Source information:

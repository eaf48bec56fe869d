pub mod dto;
pub mod handlers;
pub mod service;

pub use handlers::scrape_config;
pub use service::ScrapeService;
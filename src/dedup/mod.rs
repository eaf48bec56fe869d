//! Duplicate auditor and cleaner
//!
//! Groups stored records by `(company, normalized title)`. Cleaning keeps the
//! earliest-scraped member of each group (lowest id on ties) and deletes the rest.

use std::collections::BTreeMap;
use std::sync::Arc;

use serde::{Deserialize, Serialize};
use tracing::info;

use crate::domain::{normalize_company, normalize_title, JobRecord};
use crate::store::{ResultStore, StoreError};

#[derive(Debug, Clone, PartialEq, Eq, Serialize, Deserialize)]
pub struct DuplicateGroup {
    pub normalized_title: String,
    pub count: usize,
    /// Retention order: the first member survives a clean
    pub member_ids: Vec<String>,
}

#[derive(Debug, Clone, PartialEq, Eq, Serialize, Deserialize)]
pub struct CompanyAudit {
    pub company_key: String,
    pub total_count: usize,
    pub unique_count: usize,
    pub duplicate_groups: Vec<DuplicateGroup>,
}

#[derive(Debug, Clone, Default, PartialEq, Eq, Serialize, Deserialize)]
pub struct AuditReport {
    pub total_records: usize,
    pub duplicate_records: usize,
    pub companies: Vec<CompanyAudit>,
}

#[derive(Debug, Clone, Copy, Default, PartialEq, Eq, Serialize, Deserialize)]
pub struct CleanResult {
    pub removed_count: u64,
}

/// Build the audit report for a set of records
pub fn audit_records(records: &[JobRecord]) -> AuditReport {
    let mut companies: BTreeMap<String, BTreeMap<String, Vec<&JobRecord>>> = BTreeMap::new();
    for record in records {
        companies
            .entry(normalize_company(&record.company))
            .or_default()
            .entry(normalize_title(&record.title))
            .or_default()
            .push(record);
    }

    let mut report = AuditReport {
        total_records: records.len(),
        ..AuditReport::default()
    };

    for (company_key, titles) in companies {
        let total_count = titles.values().map(Vec::len).sum();
        let unique_count = titles.len();

        let duplicate_groups: Vec<DuplicateGroup> = titles
            .into_iter()
            .filter(|(_, members)| members.len() > 1)
            .map(|(normalized_title, mut members)| {
                members.sort_by(|a, b| {
                    a.scraped_at
                        .cmp(&b.scraped_at)
                        .then_with(|| a.id.cmp(&b.id))
                });
                DuplicateGroup {
                    normalized_title,
                    count: members.len(),
                    member_ids: members.iter().map(|r| r.id.clone()).collect(),
                }
            })
            .collect();

        report.duplicate_records += duplicate_groups.iter().map(|g| g.count - 1).sum::<usize>();
        report.companies.push(CompanyAudit {
            company_key,
            total_count,
            unique_count,
            duplicate_groups,
        });
    }

    report
}

/// Ids a clean would remove: every group member but the first
pub fn removable_ids(report: &AuditReport) -> Vec<String> {
    report
        .companies
        .iter()
        .flat_map(|c| &c.duplicate_groups)
        .flat_map(|g| g.member_ids.iter().skip(1).cloned())
        .collect()
}

pub struct DuplicateAuditor {
    store: Arc<dyn ResultStore>,
}

impl DuplicateAuditor {
    pub fn new(store: Arc<dyn ResultStore>) -> Self {
        Self { store }
    }

    /// Read-only scan of the whole store
    pub async fn audit(&self) -> Result<AuditReport, StoreError> {
        let records = self.store.list(None).await?;
        Ok(audit_records(&records))
    }

    /// Collapse every duplicate group to its retained member
    pub async fn clean(&self) -> Result<CleanResult, StoreError> {
        let report = self.audit().await?;
        let doomed = removable_ids(&report);
        if doomed.is_empty() {
            return Ok(CleanResult::default());
        }

        let removed_count = self.store.delete_many(&doomed).await?;
        info!(
            removed = removed_count,
            groups = report.companies.iter().map(|c| c.duplicate_groups.len()).sum::<usize>(),
            "Duplicate records removed"
        );
        Ok(CleanResult { removed_count })
    }
}
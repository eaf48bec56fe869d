pub mod dto;
pub mod handlers;
pub mod service;

pub use handlers::jobs_config;
pub use service::JobService;
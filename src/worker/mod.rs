pub mod enricher;
pub mod extraction_worker;
pub mod extractor;
pub mod fallback;
pub mod fetcher;
pub mod worker_pool;

pub use enricher::{Enricher, Enrichment, OpenAiEnricher};
pub use extraction_worker::{Extraction, ExtractionWorker};
pub use fetcher::{HttpFetcher, PageFetcher};
pub use worker_pool::WorkerPool;

/// Failures inside a single extraction
///
/// These are absorbed by the worker's fallback path and never fail a run on
/// their own.
#[derive(Debug, thiserror::Error)]
pub enum ExtractError {
    #[error("invalid url: {0}")]
    InvalidUrl(String),
    #[error("request failed: {0}")]
    Request(String),
    #[error("HTTP {status} for {url}")]
    Status { status: u16, url: String },
    #[error("no job postings found at {0}")]
    NoPostings(String),
    #[error("enrichment failed: {0}")]
    Enrichment(String),
}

Work order: If a line above contains the word "CompanyAudit", list it.

Response area:
pub struct CompanyAudit {
    pub companies: Vec<CompanyAudit>,
        report.companies.push(CompanyAudit {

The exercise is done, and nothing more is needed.